Dari historis bacaan sejarah yang kita baca, Aceh menyetor atau membakukan 260 pulau. Sumatera Utara 213. Angka 213 ini termasuk yang empat pulau ini. Yang 260 tidak termasuk pulau ini dan kita belum tahu waktu itu. Kita juga baca dari historis dan dokumen.
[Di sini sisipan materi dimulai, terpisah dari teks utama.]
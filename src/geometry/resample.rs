use rayon::prelude::*;

/// Resamples a row-major 2D raster to another resolution by nearest-neighbor sampling.
///
/// The output cell `(x, y)` takes the value of the input cell
/// `(floor(x * width_in / width_out), floor(y * height_in / height_out))`. This handles both
/// magnification and minification. Values are never blended: markers are categorical.
///
/// The result always has `width_out * height_out` elements.
///
/// # Panics
/// If `values_in` doesn't hold `width_in * height_in` elements, or if it is empty while the
/// output isn't.
pub fn nearest_neighbor_resample<T: Copy + Send + Sync>(
    values_in: &[T],
    width_in: usize,
    height_in: usize,
    width_out: usize,
    height_out: usize,
) -> Vec<T> {
    assert_eq!(
        values_in.len(),
        width_in * height_in,
        "the input raster doesn't match its resolution"
    );

    let num_out = width_out * height_out;
    if num_out == 0 {
        return vec![];
    }

    assert!(
        width_in > 0 && height_in > 0,
        "cannot resample an empty raster"
    );

    if width_in == width_out && height_in == height_out {
        return values_in.to_vec();
    }

    (0..num_out)
        .into_par_iter()
        .map(|id| {
            let (x_out, y_out) = (id % width_out, id / width_out);
            let x_in = (x_out * width_in / width_out).min(width_in - 1);
            let y_in = (y_out * height_in / height_out).min(height_in - 1);
            values_in[y_in * width_in + x_in]
        })
        .collect()
}

#[cfg(test)]
mod tests {
    use super::nearest_neighbor_resample;

    #[test]
    fn same_resolution_is_identity() {
        let values: Vec<u32> = (0..12).collect();
        assert_eq!(nearest_neighbor_resample(&values, 4, 3, 4, 3), values);
    }

    #[test]
    fn upsampling_replicates_cells() {
        let values = [1u32, 2, 3, 4];
        let out = nearest_neighbor_resample(&values, 2, 2, 4, 4);
        assert_eq!(out.len(), 16);
        assert_eq!(
            out,
            vec![1, 1, 2, 2, 1, 1, 2, 2, 3, 3, 4, 4, 3, 3, 4, 4]
        );
    }

    #[test]
    fn downsampling_picks_cells() {
        let values: Vec<u32> = (0..16).collect();
        let out = nearest_neighbor_resample(&values, 4, 4, 2, 2);
        assert_eq!(out, vec![0, 2, 8, 10]);
    }

    #[test]
    fn output_size_is_independent_of_input_size() {
        let mut rng = oorandom::Rand32::new(42);

        for _ in 0..50 {
            let (wi, hi) = (1 + rng.rand_range(0..9) as usize, 1 + rng.rand_range(0..9) as usize);
            let (wo, ho) = (1 + rng.rand_range(0..9) as usize, 1 + rng.rand_range(0..9) as usize);
            let values: Vec<u8> = (0..wi * hi).map(|_| rng.rand_range(0..8) as u8).collect();
            let out = nearest_neighbor_resample(&values, wi, hi, wo, ho);
            assert_eq!(out.len(), wo * ho);
            assert!(out.iter().all(|v| values.contains(v)));
        }
    }

    #[test]
    fn mixed_magnification_and_minification() {
        // 3 wide, 1 high -> 1 wide, 2 high.
        let out = nearest_neighbor_resample(&[7u8, 8, 9], 3, 1, 1, 2);
        assert_eq!(out, vec![7, 7]);
    }
}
Kemudian kita baca lagi, 2009 ada koreksi. Waktu itu gubernurnya pak Irwandi Yusuf kirim surat ada koreksi. Pulau Panjang tetap Pulau Panjang, Pulau Malelo jadi Pulau Lipan, Rangit Kecil jadi Mangkir Kecil, dan Rangit Besar menjadi Mangkir Besar. Sayangnya suratnya, koordinatnya masih di gugusan Pulau Banyak. Bukan yang kita bicarakan sekarang. Jadi diterima oleh tim pusat sebagai perubahan nama, karena koordinatnya masih di gugusan Pulau Banyak. Gugusan Pulau Banyak itu besar, mungkin sekitar 60 sampai 80 pulau. Ada kecamatan sendiri di situ.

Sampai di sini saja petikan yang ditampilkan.